Count Hervé Budes de Guébriant (20 August 1880 – 30 June 1972) was a French agricultural engineer.

==Life==

Hervé Budes de Guébriant was born in Saint-Pol-de-Léon, Brittany, in 1880.
He was the eldest son of Alain de Guébriant, an aristocrat and large landowner who was mayor and general councilor of the town.
He decided to become expert in agriculture, and obtained a diploma from the National Institute of Agronomy in Paris in 1903.
He adopted the ideas of social Catholicism, and in 1911 he founded the first agricultural mutual accident insurance fund.
He favored the creation of municipal unions led by a peasant elite committed to developing Breton agriculture.
After World War I (1914–18) he became president of the fund.
From 1919 to 1941 he chaired the Office Central de Landerneau, which later became Triskalia, a Breton agricultural cooperative.

Hervé de Guébriant initiated an agrarian revival in the inter-war period to compensate for the loss of political influence of the monarchists and to revive the social and political engagement of the great aristocratic families.
He became a leading figure in French agriculture, and in 1927 was elected first president of the Chambre d’Agriculture du Finistère.

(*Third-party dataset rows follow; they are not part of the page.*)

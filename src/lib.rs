//! # Reinhardt Nested
//!
//! Writable nested serializers for Reinhardt.
//!
//! A single serializer definition accepts, for every related attribute,
//! any of these input shapes:
//!
//! - a **bare key** naming an existing row (`"customer": 5`)
//! - an **identity object**, optionally carrying a patch
//!   (`{"sku": "A1", "qty": 2}`)
//! - a **plain object** describing a new row (`{"name": "gadget"}`)
//!
//! Each value is resolved into a lookup (optionally followed by an update)
//! of an existing row or the creation of a new one, governed by a
//! per-attribute policy (`may_create`, `may_edit`, `clear_before_set`,
//! `identity_fields`), a per-method permission list and an instance
//! validator chain.
//!
//! ## Crates
//!
//! - `reinhardt-nested-core`: errors, relation metadata, policies, value
//!   shapes, the persistence collaborator trait, request and settings
//! - `reinhardt-nested-serializers`: the engine and [`NestedSerializer`]
//! - `reinhardt-nested-testkit` (feature `testkit`): in-memory store and
//!   request fixtures
//!
//! ## Quick Example
//!
//! ```ignore
//! use reinhardt_nested::prelude::*;
//!
//! let items = NestedSerializer::builder("ItemSerializer", item_info)
//!     .field(Field::integer("id").read_only())
//!     .field(Field::string("sku"))
//!     .field(Field::integer("qty"))
//!     .permission_classes(vec![Arc::new(AllowAny)])
//!     .build()?;
//!
//! let orders = NestedSerializer::builder("OrderSerializer", order_info)
//!     .field(Field::integer("id").read_only())
//!     .field(Field::nested_many("items", RelatedHandler::nested(items)))
//!     .policy("items", PolicyDeclaration::new().identity("sku"))
//!     .permission_classes(vec![Arc::new(IsAuthenticated)])
//!     .build()?;
//!
//! let ctx = orders
//!     .context(store)
//!     .with_request(Request::new(Method::POST).with_user("alice"));
//! let order = orders
//!     .write(&ctx, None, &json!({"items": [{"sku": "A1", "qty": 2}, {"sku": "B7"}]}))
//!     .await?;
//! ```

#[cfg(feature = "testkit")]
pub use reinhardt_nested_testkit as testkit;

pub use reinhardt_nested_core::{
	AttributePolicy, FieldErrors, Instance, ModelInfo, ModelStore, NestedSettings,
	PolicyAction, PolicyDeclaration, PolicyDeclarations, PolicyDefaults, RelationInfo,
	RelationKind, Request, SerializerError, SerializerResult, SettingsError, StoreError,
};
pub use reinhardt_nested_serializers::{
	AllowAny, CustomFields, DenyAll, Field, FieldKind, FieldValidator, Gatekeeper,
	InstanceValidator, IsAdminUser, IsAuthenticated, IsAuthenticatedOrReadOnly, MaxLengthValidator,
	MinValueValidator, ModelSerializer, NestedField, NestedSerializer, NestedSerializerBuilder,
	NoCustomFields, Permission, PermissionContext, PermissionPolicy, PlainSerializer, Rejection,
	RelatedHandler, SerializerContext, UniqueValidator, ValidatedData, WriteMode,
};

/// Prelude module for convenient imports
pub mod prelude {
	pub use crate::{
		AllowAny, AttributePolicy, CustomFields, DenyAll, Field, FieldErrors, FieldKind,
		FieldValidator, Gatekeeper, Instance, InstanceValidator, IsAdminUser, IsAuthenticated,
		IsAuthenticatedOrReadOnly, ModelInfo, ModelSerializer, ModelStore, NestedField,
		NestedSerializer, NestedSerializerBuilder, NestedSettings, Permission, PermissionContext,
		PermissionPolicy, PlainSerializer, PolicyAction, PolicyDeclaration, PolicyDeclarations,
		Rejection, RelatedHandler, RelationInfo, Request, SerializerContext, SerializerError,
		SerializerResult, ValidatedData, WriteMode,
	};

	// External
	pub use async_trait::async_trait;
	pub use http::Method;
	pub use serde_json::json;
	pub use std::sync::Arc;
}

He helped found the Union nationale des syndicats agricoles (UNSE).
Pierre Caziot appointed the Commission d'Organization Corporative (COC) on 21 January 1941 as an agency to construct the Peasant Corporation.
The commission was headed by Hervé de Guébriant, and was mostly made up of leading conservative landowners.
It took nearly two years to develop the legislation that became effective on 16 December 1942.

In 1941, Budes de Guébriant was made a member of the National Council of Vichy France. He was imprisoned in November 1944 for collaboration with the Germans.
He was released in August 1945 for lack of sufficient evidence.
He died in Saint-Pol-de-Léon on 30 June 1972 at the age of 91.

== Publications ==

- Deux conférences sur l'évolution agricole en Bretagne sous l'égide du Bleun-brug. 1953.